*TASK STATEMENT:*
Every line containing the word "SkRxD" is to be copied from the data below.

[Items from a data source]
—————

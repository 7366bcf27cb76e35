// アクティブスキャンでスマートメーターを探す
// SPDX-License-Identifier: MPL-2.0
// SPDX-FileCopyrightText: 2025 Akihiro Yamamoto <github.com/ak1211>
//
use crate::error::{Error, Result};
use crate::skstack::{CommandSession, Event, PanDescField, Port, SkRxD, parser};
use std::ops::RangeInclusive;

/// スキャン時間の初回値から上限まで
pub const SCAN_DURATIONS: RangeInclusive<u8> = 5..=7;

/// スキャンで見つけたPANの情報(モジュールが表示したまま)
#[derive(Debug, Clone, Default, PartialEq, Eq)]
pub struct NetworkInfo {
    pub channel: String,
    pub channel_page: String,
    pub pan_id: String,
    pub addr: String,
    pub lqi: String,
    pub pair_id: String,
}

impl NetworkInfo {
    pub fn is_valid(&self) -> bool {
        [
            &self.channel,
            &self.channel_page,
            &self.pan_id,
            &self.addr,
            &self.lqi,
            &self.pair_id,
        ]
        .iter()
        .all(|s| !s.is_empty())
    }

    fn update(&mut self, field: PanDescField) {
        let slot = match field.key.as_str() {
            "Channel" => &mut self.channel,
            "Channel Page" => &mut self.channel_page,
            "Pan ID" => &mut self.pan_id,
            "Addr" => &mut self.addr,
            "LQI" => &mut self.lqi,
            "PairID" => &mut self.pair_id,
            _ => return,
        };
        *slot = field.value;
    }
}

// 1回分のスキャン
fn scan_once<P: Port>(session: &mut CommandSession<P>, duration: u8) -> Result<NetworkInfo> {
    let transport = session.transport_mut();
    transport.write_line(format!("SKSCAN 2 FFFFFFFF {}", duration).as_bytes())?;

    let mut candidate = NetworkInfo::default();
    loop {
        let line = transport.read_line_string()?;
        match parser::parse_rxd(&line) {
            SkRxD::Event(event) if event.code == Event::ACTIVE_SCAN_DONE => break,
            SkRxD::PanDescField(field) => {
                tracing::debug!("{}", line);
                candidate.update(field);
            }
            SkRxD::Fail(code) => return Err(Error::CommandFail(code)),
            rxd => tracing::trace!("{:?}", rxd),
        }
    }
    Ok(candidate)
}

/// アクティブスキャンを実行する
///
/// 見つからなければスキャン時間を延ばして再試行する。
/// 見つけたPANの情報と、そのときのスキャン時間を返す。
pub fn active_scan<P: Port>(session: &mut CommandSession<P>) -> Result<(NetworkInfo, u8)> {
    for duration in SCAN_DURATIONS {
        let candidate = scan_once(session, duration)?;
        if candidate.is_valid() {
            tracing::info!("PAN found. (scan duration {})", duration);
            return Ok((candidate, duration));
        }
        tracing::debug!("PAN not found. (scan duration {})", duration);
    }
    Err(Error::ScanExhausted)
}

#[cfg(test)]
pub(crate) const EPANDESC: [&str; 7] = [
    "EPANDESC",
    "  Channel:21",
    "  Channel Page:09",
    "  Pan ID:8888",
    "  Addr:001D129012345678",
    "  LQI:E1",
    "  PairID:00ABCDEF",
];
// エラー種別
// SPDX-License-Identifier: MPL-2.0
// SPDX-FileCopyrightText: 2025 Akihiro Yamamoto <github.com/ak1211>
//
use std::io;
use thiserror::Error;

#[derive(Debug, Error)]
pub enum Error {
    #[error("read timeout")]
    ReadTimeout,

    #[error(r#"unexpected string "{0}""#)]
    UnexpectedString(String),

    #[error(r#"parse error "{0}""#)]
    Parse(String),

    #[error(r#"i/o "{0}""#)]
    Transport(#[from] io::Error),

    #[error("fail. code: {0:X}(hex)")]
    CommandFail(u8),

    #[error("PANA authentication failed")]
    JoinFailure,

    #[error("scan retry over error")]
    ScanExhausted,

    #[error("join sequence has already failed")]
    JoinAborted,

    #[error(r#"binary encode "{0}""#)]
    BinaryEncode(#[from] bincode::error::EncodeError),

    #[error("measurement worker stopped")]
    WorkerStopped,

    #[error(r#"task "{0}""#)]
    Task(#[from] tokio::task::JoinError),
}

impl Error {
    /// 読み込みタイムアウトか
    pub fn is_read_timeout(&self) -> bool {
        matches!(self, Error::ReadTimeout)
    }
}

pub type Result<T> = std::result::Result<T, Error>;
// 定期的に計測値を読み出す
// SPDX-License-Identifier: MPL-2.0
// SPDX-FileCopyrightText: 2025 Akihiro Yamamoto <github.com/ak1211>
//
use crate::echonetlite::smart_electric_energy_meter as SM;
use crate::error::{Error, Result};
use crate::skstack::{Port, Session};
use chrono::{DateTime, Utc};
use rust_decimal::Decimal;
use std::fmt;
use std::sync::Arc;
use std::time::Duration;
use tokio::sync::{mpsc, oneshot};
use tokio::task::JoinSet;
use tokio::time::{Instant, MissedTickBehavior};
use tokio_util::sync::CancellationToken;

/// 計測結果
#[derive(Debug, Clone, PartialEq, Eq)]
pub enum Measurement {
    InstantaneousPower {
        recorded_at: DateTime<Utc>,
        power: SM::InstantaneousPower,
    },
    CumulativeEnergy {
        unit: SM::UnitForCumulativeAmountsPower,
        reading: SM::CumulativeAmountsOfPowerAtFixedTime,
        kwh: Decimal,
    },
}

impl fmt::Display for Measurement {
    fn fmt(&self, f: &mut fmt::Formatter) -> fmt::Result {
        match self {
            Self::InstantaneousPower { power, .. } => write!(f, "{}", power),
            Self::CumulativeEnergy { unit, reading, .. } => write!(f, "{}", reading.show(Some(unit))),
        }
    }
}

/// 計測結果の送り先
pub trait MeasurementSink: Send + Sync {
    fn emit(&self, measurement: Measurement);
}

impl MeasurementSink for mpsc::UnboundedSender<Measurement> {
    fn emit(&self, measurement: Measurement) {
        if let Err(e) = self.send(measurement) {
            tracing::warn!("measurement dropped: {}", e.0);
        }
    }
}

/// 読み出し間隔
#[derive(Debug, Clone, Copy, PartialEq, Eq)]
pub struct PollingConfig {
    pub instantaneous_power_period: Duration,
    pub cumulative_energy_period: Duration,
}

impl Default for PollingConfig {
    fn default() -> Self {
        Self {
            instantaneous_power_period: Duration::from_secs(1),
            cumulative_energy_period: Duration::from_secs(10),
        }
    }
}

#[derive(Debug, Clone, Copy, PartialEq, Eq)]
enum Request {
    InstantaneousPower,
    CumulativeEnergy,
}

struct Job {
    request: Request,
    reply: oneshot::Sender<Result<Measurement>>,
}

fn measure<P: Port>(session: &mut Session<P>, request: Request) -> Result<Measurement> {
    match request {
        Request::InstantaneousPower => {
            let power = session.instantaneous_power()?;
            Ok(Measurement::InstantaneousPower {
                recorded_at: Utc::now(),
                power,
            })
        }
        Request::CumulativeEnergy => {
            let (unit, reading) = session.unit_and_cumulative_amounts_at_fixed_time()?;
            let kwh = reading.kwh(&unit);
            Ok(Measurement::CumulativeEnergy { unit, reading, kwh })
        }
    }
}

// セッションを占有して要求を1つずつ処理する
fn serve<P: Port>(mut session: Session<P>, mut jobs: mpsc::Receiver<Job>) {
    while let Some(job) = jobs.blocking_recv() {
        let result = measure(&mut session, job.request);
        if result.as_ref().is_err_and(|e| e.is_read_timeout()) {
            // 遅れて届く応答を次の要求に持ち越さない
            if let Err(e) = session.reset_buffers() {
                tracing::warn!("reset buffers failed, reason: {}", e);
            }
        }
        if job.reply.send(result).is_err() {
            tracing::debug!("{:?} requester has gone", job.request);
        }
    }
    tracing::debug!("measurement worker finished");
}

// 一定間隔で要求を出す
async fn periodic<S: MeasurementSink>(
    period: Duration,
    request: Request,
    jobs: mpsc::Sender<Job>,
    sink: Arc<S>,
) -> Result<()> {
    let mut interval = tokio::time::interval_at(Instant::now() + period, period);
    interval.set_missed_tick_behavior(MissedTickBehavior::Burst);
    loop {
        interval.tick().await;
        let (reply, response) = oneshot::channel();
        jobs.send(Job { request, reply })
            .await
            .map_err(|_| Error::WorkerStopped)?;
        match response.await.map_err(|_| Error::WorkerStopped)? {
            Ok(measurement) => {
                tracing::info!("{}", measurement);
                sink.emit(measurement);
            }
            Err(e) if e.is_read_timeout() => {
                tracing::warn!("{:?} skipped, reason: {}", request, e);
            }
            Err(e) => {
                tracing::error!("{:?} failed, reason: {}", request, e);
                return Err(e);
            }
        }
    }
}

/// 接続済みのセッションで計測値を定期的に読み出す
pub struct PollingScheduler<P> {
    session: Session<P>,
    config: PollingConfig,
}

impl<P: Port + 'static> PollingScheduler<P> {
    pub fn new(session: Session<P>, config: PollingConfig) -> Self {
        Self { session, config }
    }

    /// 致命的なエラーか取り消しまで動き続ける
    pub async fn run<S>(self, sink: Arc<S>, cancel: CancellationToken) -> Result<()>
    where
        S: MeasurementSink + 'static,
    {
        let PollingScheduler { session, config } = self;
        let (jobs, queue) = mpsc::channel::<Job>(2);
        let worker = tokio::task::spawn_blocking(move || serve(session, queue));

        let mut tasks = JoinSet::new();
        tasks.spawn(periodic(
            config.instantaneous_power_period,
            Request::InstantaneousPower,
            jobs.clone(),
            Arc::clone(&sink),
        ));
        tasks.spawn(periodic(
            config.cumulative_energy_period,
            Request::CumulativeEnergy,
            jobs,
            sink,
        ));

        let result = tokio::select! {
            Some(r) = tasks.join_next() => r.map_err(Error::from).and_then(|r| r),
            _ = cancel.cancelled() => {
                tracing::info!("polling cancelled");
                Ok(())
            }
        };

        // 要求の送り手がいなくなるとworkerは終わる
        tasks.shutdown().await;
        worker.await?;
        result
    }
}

—————

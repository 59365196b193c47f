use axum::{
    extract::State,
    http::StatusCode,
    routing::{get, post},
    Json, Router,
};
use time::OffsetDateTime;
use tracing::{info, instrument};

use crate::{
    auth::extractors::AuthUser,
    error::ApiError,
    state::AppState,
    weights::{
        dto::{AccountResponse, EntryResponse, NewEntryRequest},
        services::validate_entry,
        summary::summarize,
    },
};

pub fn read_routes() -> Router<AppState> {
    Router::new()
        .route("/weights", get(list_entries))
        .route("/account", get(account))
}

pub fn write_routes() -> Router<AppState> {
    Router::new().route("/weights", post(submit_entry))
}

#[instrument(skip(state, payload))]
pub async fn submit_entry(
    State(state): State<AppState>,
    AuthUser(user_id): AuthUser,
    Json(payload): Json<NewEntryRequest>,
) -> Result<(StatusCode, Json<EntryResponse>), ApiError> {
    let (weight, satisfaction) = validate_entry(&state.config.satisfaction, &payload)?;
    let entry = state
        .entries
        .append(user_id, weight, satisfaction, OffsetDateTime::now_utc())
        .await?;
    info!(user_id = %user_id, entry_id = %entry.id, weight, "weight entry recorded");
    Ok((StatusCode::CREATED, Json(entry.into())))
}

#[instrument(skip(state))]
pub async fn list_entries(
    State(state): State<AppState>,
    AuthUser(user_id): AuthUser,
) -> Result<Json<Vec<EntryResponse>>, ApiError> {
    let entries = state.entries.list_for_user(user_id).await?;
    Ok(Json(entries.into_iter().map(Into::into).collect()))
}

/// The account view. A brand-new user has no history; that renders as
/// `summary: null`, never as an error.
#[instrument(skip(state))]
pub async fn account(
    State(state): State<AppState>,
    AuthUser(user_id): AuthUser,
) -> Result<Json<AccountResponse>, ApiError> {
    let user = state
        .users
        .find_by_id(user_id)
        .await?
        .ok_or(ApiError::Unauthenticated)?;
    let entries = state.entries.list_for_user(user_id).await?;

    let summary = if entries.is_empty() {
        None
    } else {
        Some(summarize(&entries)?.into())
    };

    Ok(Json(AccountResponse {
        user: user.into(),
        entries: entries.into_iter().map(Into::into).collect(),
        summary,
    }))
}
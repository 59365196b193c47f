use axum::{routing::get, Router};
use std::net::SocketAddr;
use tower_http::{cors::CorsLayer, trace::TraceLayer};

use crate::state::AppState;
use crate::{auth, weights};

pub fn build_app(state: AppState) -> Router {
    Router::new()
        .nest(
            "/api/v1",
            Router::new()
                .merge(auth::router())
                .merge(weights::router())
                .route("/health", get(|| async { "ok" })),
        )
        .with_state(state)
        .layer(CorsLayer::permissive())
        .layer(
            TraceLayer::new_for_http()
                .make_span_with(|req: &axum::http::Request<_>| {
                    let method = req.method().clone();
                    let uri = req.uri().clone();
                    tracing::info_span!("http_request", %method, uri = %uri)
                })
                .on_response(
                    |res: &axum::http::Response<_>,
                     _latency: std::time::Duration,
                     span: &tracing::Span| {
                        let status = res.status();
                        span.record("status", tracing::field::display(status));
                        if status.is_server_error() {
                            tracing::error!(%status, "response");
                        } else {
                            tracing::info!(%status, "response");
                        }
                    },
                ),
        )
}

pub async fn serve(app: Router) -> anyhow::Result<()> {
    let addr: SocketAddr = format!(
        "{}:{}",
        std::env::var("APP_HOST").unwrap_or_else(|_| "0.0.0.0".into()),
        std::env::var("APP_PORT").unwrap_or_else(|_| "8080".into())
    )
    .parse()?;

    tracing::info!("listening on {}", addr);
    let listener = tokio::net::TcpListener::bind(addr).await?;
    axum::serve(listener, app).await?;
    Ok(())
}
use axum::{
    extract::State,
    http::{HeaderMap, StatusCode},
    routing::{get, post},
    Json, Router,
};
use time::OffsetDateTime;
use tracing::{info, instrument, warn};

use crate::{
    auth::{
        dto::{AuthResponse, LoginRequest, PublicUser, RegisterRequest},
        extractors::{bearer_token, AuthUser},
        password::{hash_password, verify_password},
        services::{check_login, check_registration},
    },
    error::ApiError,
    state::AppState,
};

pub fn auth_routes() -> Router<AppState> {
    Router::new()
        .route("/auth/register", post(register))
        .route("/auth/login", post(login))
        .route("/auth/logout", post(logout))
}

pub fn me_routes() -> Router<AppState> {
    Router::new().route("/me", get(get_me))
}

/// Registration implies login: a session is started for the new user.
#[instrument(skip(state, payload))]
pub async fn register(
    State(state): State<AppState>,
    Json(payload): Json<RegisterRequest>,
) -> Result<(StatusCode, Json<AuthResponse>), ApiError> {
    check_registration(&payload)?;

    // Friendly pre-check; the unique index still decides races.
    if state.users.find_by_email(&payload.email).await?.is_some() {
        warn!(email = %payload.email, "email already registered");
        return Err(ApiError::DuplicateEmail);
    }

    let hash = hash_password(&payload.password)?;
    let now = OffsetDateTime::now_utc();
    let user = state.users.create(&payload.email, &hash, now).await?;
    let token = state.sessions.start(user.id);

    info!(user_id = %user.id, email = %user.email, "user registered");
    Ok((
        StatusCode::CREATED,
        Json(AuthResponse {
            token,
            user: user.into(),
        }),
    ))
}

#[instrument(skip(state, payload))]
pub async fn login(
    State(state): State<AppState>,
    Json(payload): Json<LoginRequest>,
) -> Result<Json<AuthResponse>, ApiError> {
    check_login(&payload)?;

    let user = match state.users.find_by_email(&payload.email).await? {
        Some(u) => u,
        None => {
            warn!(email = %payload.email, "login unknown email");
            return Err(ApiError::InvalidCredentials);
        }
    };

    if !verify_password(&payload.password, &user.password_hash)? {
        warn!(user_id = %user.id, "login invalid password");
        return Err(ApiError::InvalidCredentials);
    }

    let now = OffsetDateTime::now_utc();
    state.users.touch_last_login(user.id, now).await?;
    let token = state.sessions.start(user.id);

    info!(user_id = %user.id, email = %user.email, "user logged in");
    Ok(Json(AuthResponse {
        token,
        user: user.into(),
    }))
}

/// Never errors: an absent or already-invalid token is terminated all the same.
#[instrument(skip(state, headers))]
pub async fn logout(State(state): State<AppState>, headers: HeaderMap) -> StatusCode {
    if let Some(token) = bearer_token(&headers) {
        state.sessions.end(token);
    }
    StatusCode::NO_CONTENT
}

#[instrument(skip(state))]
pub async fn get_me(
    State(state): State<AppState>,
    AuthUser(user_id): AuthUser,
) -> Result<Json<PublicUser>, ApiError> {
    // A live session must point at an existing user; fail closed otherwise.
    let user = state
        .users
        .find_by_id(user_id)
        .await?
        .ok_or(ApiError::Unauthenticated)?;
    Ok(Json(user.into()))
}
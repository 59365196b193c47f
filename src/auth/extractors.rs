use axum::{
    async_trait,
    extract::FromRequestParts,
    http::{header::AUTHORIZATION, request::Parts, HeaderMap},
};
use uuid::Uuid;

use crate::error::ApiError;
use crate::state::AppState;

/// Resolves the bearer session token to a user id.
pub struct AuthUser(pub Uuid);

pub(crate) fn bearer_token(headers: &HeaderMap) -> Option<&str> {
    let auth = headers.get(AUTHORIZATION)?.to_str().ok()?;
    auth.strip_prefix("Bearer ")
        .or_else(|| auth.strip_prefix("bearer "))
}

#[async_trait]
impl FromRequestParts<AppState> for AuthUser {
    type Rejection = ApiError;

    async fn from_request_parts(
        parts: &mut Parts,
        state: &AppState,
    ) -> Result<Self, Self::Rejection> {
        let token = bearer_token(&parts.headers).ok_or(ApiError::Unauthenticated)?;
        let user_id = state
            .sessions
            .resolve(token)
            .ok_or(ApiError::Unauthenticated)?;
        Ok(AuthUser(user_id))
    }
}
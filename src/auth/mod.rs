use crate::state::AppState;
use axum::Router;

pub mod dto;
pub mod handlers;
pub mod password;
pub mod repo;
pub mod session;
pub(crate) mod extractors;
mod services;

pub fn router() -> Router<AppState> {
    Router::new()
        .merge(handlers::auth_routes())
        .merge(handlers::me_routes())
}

—————

*COMPLETED TASK:*
use crate::skstack::{CommandSession, Event, PanDescField, Port, SkRxD, parser};
            SkRxD::Event(event) if event.code == Event::ACTIVE_SCAN_DONE => break,
            SkRxD::PanDescField(field) => {
            SkRxD::Fail(code) => return Err(Error::CommandFail(code)),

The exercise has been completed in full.